When
Derby creates statistics for a table's index, it calculates
and stores in the system tables:
- The number of rows in the table
- The number of unique values for a set of columns for leading columns in
an index key, also known as cardinality. Leading columns
refers to the first column, or the first and second column, or the first,
second, and third column of an index (and so on). Derby cannot compute
the number of columns for which a combination of the non-leading columns is
unique.
For example, consider the primary key on the table FlightAvailability:
CONSTRAINT FLIGHTAVAILABILITY_PK Primary Key (
FLIGHT_ID,
SEGMENT_NUMBER,
FLIGHT_DATE)
For this index,
Derby keeps the following information:
- The number of rows in the table FlightAvailability
- The number of unique rows for the full key (flight_id, segment_number, flight_date)
- The number of unique rows for the key (flight_id, segment_number)

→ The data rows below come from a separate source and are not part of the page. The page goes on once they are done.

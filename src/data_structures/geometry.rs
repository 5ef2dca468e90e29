//! Parametric geometry.
//!
//! Shapes are described by a handful of numbers and turned into triangle
//! meshes on demand. Conventions follow the usual web 3D toolkits: boxes,
//! cones and spheres are centred on the origin, cones point up (+Y) and
//! planes lie in XY facing +Z. Triangles wind counter-clockwise when seen
//! from the side their normals point to. Texture coordinates have v = 0 at
//! the top edge, as wgpu samples images.

use std::f32::consts::{PI, TAU};

use cgmath::{InnerSpace, Vector3};

use crate::{
    data_structures::model::{MeshData, ModelVertex},
    resources::mesh::compute_tangents,
};

#[derive(Clone, Copy, Debug, PartialEq)]
pub enum Geometry {
    Box {
        width: f32,
        height: f32,
        depth: f32,
    },
    Cone {
        radius: f32,
        height: f32,
        radial_segments: u32,
    },
    Sphere {
        radius: f32,
        width_segments: u32,
        height_segments: u32,
    },
    Plane {
        width: f32,
        height: f32,
        width_segments: u32,
        height_segments: u32,
    },
}

impl Geometry {
    pub fn cuboid(width: f32, height: f32, depth: f32) -> Self {
        Geometry::Box {
            width,
            height,
            depth,
        }
    }

    pub fn cone(radius: f32, height: f32, radial_segments: u32) -> Self {
        Geometry::Cone {
            radius,
            height,
            radial_segments: radial_segments.max(3),
        }
    }

    pub fn sphere(radius: f32, width_segments: u32, height_segments: u32) -> Self {
        Geometry::Sphere {
            radius,
            width_segments: width_segments.max(3),
            height_segments: height_segments.max(2),
        }
    }

    pub fn plane(width: f32, height: f32) -> Self {
        Self::subdivided_plane(width, height, 1, 1)
    }

    /// A plane with enough vertices for a displacement map to move.
    pub fn subdivided_plane(width: f32, height: f32, width_segments: u32, height_segments: u32) -> Self {
        Geometry::Plane {
            width,
            height,
            width_segments: width_segments.max(1),
            height_segments: height_segments.max(1),
        }
    }

    pub fn name(&self) -> &'static str {
        match self {
            Geometry::Box { .. } => "box",
            Geometry::Cone { .. } => "cone",
            Geometry::Sphere { .. } => "sphere",
            Geometry::Plane { .. } => "plane",
        }
    }

    /// Triangulates the shape, with tangent frames filled in.
    pub fn mesh_data(&self) -> MeshData {
        let mut data = MeshData::default();
        match *self {
            Geometry::Box {
                width,
                height,
                depth,
            } => build_box(&mut data, width, height, depth),
            Geometry::Cone {
                radius,
                height,
                radial_segments,
            } => build_cone(&mut data, radius, height, radial_segments),
            Geometry::Sphere {
                radius,
                width_segments,
                height_segments,
            } => build_sphere(&mut data, radius, width_segments, height_segments),
            Geometry::Plane {
                width,
                height,
                width_segments,
                height_segments,
            } => push_grid(
                &mut data,
                Face {
                    centre: Vector3::new(0.0, 0.0, 0.0),
                    u: Vector3::unit_x(),
                    v: Vector3::unit_y(),
                    half_u: width / 2.0,
                    half_v: height / 2.0,
                },
                width_segments,
                height_segments,
            ),
        }
        compute_tangents(&mut data);
        data
    }
}

/// A flat rectangle spanned by two unit axes with `u x v` as its normal.
struct Face {
    centre: Vector3<f32>,
    u: Vector3<f32>,
    v: Vector3<f32>,
    half_u: f32,
    half_v: f32,
}

fn vertex(position: Vector3<f32>, tex_coords: [f32; 2], normal: Vector3<f32>) -> ModelVertex {
    ModelVertex {
        position: position.into(),
        tex_coords,
        normal: normal.into(),
        ..Default::default()
    }
}

fn push_grid(data: &mut MeshData, face: Face, segments_u: u32, segments_v: u32) {
    let base = data.vertices.len() as u32;
    let normal = face.u.cross(face.v);
    let stride = segments_u + 1;

    for iv in 0..=segments_v {
        let tv = iv as f32 / segments_v as f32;
        let along_v = face.half_v - tv * 2.0 * face.half_v;
        for iu in 0..=segments_u {
            let tu = iu as f32 / segments_u as f32;
            let along_u = -face.half_u + tu * 2.0 * face.half_u;
            let position = face.centre + face.u * along_u + face.v * along_v;
            data.vertices.push(vertex(position, [tu, tv], normal));
        }
    }

    for iv in 0..segments_v {
        for iu in 0..segments_u {
            let a = base + iv * stride + iu;
            let b = base + (iv + 1) * stride + iu;
            let c = base + (iv + 1) * stride + iu + 1;
            let d = base + iv * stride + iu + 1;
            data.indices.extend_from_slice(&[a, b, d, b, c, d]);
        }
    }
}

fn build_box(data: &mut MeshData, width: f32, height: f32, depth: f32) {
    let (hw, hh, hd) = (width / 2.0, height / 2.0, depth / 2.0);
    let x = Vector3::unit_x();
    let y = Vector3::unit_y();
    let z = Vector3::unit_z();
    let faces = [
        // +X, -X
        Face { centre: x * hw, u: -z, v: y, half_u: hd, half_v: hh },
        Face { centre: -x * hw, u: z, v: y, half_u: hd, half_v: hh },
        // +Y, -Y
        Face { centre: y * hh, u: x, v: -z, half_u: hw, half_v: hd },
        Face { centre: -y * hh, u: x, v: z, half_u: hw, half_v: hd },
        // +Z, -Z
        Face { centre: z * hd, u: x, v: y, half_u: hw, half_v: hh },
        Face { centre: -z * hd, u: -x, v: y, half_u: hw, half_v: hh },
    ];
    for face in faces {
        push_grid(data, face, 1, 1);
    }
}

fn build_sphere(data: &mut MeshData, radius: f32, width_segments: u32, height_segments: u32) {
    let stride = width_segments + 1;

    for iy in 0..=height_segments {
        let v = iy as f32 / height_segments as f32;
        // pole vertices sit in the middle of their segment
        let u_offset = if iy == 0 {
            0.5 / width_segments as f32
        } else if iy == height_segments {
            -0.5 / width_segments as f32
        } else {
            0.0
        };
        for ix in 0..=width_segments {
            let u = ix as f32 / width_segments as f32;
            let (sin_phi, cos_phi) = (u * TAU).sin_cos();
            let (sin_theta, cos_theta) = (v * PI).sin_cos();
            let position = Vector3::new(
                -radius * cos_phi * sin_theta,
                radius * cos_theta,
                radius * sin_phi * sin_theta,
            );
            let normal = if position.magnitude2() > 0.0 {
                position.normalize()
            } else {
                Vector3::unit_y()
            };
            data.vertices.push(vertex(position, [u + u_offset, v], normal));
        }
    }

    for iy in 0..height_segments {
        for ix in 0..width_segments {
            let a = iy * stride + ix + 1;
            let b = iy * stride + ix;
            let c = (iy + 1) * stride + ix;
            let d = (iy + 1) * stride + ix + 1;
            if iy != 0 {
                data.indices.extend_from_slice(&[a, b, d]);
            }
            if iy != height_segments - 1 {
                data.indices.extend_from_slice(&[b, c, d]);
            }
        }
    }
}

fn build_cone(data: &mut MeshData, radius: f32, height: f32, radial_segments: u32) {
    let half_height = height / 2.0;
    let slope = radius / height;
    let stride = radial_segments + 1;

    // Torso: row 0 is the apex ring, row 1 the base ring.
    for row in 0..=1u32 {
        let ring_radius = row as f32 * radius;
        let y = half_height - row as f32 * height;
        for x in 0..=radial_segments {
            let u = x as f32 / radial_segments as f32;
            let (sin, cos) = (u * TAU).sin_cos();
            let position = Vector3::new(ring_radius * sin, y, ring_radius * cos);
            let normal = Vector3::new(sin, slope, cos).normalize();
            data.vertices.push(vertex(position, [u, row as f32], normal));
        }
    }
    for x in 0..radial_segments {
        let b = stride + x;
        let c = stride + x + 1;
        let d = x + 1;
        data.indices.extend_from_slice(&[b, c, d]);
    }

    // Base cap.
    let down = -Vector3::unit_y();
    let centre_start = data.vertices.len() as u32;
    for _ in 0..radial_segments {
        data.vertices
            .push(vertex(Vector3::new(0.0, -half_height, 0.0), [0.5, 0.5], down));
    }
    let rim_start = data.vertices.len() as u32;
    for x in 0..=radial_segments {
        let u = x as f32 / radial_segments as f32;
        let (sin, cos) = (u * TAU).sin_cos();
        let position = Vector3::new(radius * sin, -half_height, radius * cos);
        data.vertices
            .push(vertex(position, [cos * 0.5 + 0.5, sin * 0.5 + 0.5], down));
    }
    for x in 0..radial_segments {
        let c = centre_start + x;
        let i = rim_start + x;
        data.indices.extend_from_slice(&[i + 1, i, c]);
    }
}

#[cfg(test)]
mod tests {
    use super::*;

    fn face_normal(tri: [&ModelVertex; 3]) -> Vector3<f32> {
        let p0 = Vector3::from(tri[0].position);
        let p1 = Vector3::from(tri[1].position);
        let p2 = Vector3::from(tri[2].position);
        (p1 - p0).cross(p2 - p0)
    }

    fn assert_winding_matches_normals(geometry: Geometry) {
        let data = geometry.mesh_data();
        assert!(!data.indices.is_empty());
        for tri in data.triangles() {
            let n = face_normal(tri);
            if n.magnitude2() < 1e-12 {
                continue;
            }
            for v in tri {
                assert!(
                    n.dot(Vector3::from(v.normal)) > 0.0,
                    "{} triangle winds against its normals",
                    geometry.name()
                );
            }
        }
    }

    #[test]
    fn winding_agrees_with_normals() {
        assert_winding_matches_normals(Geometry::cuboid(4.0, 2.5, 4.0));
        assert_winding_matches_normals(Geometry::cone(3.5, 1.0, 4));
        assert_winding_matches_normals(Geometry::sphere(1.0, 16, 16));
        assert_winding_matches_normals(Geometry::plane(20.0, 20.0));
        assert_winding_matches_normals(Geometry::subdivided_plane(2.2, 2.2, 100, 100));
    }

    #[test]
    fn vertex_and_index_counts() {
        let cube = Geometry::cuboid(1.0, 1.0, 1.0).mesh_data();
        assert_eq!(cube.vertices.len(), 24);
        assert_eq!(cube.indices.len(), 36);

        let door = Geometry::subdivided_plane(2.2, 2.2, 100, 100).mesh_data();
        assert_eq!(door.vertices.len(), 101 * 101);
        assert_eq!(door.indices.len(), 100 * 100 * 6);

        let roof = Geometry::cone(3.5, 1.0, 4).mesh_data();
        // torso rings + cap centres + cap rim
        assert_eq!(roof.vertices.len(), 5 * 2 + 4 + 5);
        assert_eq!(roof.indices.len(), 4 * 3 + 4 * 3);

        let bush = Geometry::sphere(1.0, 16, 16).mesh_data();
        assert_eq!(bush.vertices.len(), 17 * 17);
        assert_eq!(bush.indices.len(), (16 * 16 * 2 - 2 * 16) * 3);
    }

    #[test]
    fn box_extents() {
        let data = Geometry::cuboid(0.6, 0.8, 0.2).mesh_data();
        let max = data.vertices.iter().fold([f32::MIN; 3], |acc, v| {
            [
                acc[0].max(v.position[0]),
                acc[1].max(v.position[1]),
                acc[2].max(v.position[2]),
            ]
        });
        assert!((max[0] - 0.3).abs() < 1e-6);
        assert!((max[1] - 0.4).abs() < 1e-6);
        assert!((max[2] - 0.1).abs() < 1e-6);
    }

    #[test]
    fn cone_apex_and_base() {
        let data = Geometry::cone(3.5, 1.0, 4).mesh_data();
        let top = data
            .vertices
            .iter()
            .map(|v| v.position[1])
            .fold(f32::MIN, f32::max);
        let bottom = data
            .vertices
            .iter()
            .map(|v| v.position[1])
            .fold(f32::MAX, f32::min);
        assert!((top - 0.5).abs() < 1e-6);
        assert!((bottom + 0.5).abs() < 1e-6);
    }

    #[test]
    fn plane_uvs_cover_the_unit_square() {
        let data = Geometry::plane(20.0, 20.0).mesh_data();
        let uvs: Vec<_> = data.vertices.iter().map(|v| v.tex_coords).collect();
        assert!(uvs.contains(&[0.0, 0.0]));
        assert!(uvs.contains(&[1.0, 1.0]));
        // top left corner of the image sits at the top left of the plane
        let top_left = data
            .vertices
            .iter()
            .find(|v| v.tex_coords == [0.0, 0.0])
            .map(|v| v.position);
        assert_eq!(top_left, Some([-10.0, 10.0, 0.0]));
    }
}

- The number of unique rows for the key (flight_id)
How does
Derby use these two numbers-the number of rows in
a table and the cardinality of a particular key-to determine the selectivity
of a query? Take this example:
SELECT * FROM Flights, FlightAvailability
WHERE Flights.flight_id = OtherTable.flight_id
If the cardinality for flight_id in
Flights is
250, then the selectivity of the predicate is 1/250. The optimizer would estimate
the number of rows read to be:
((Rows in Flights) * (Rows in OtherTable))/250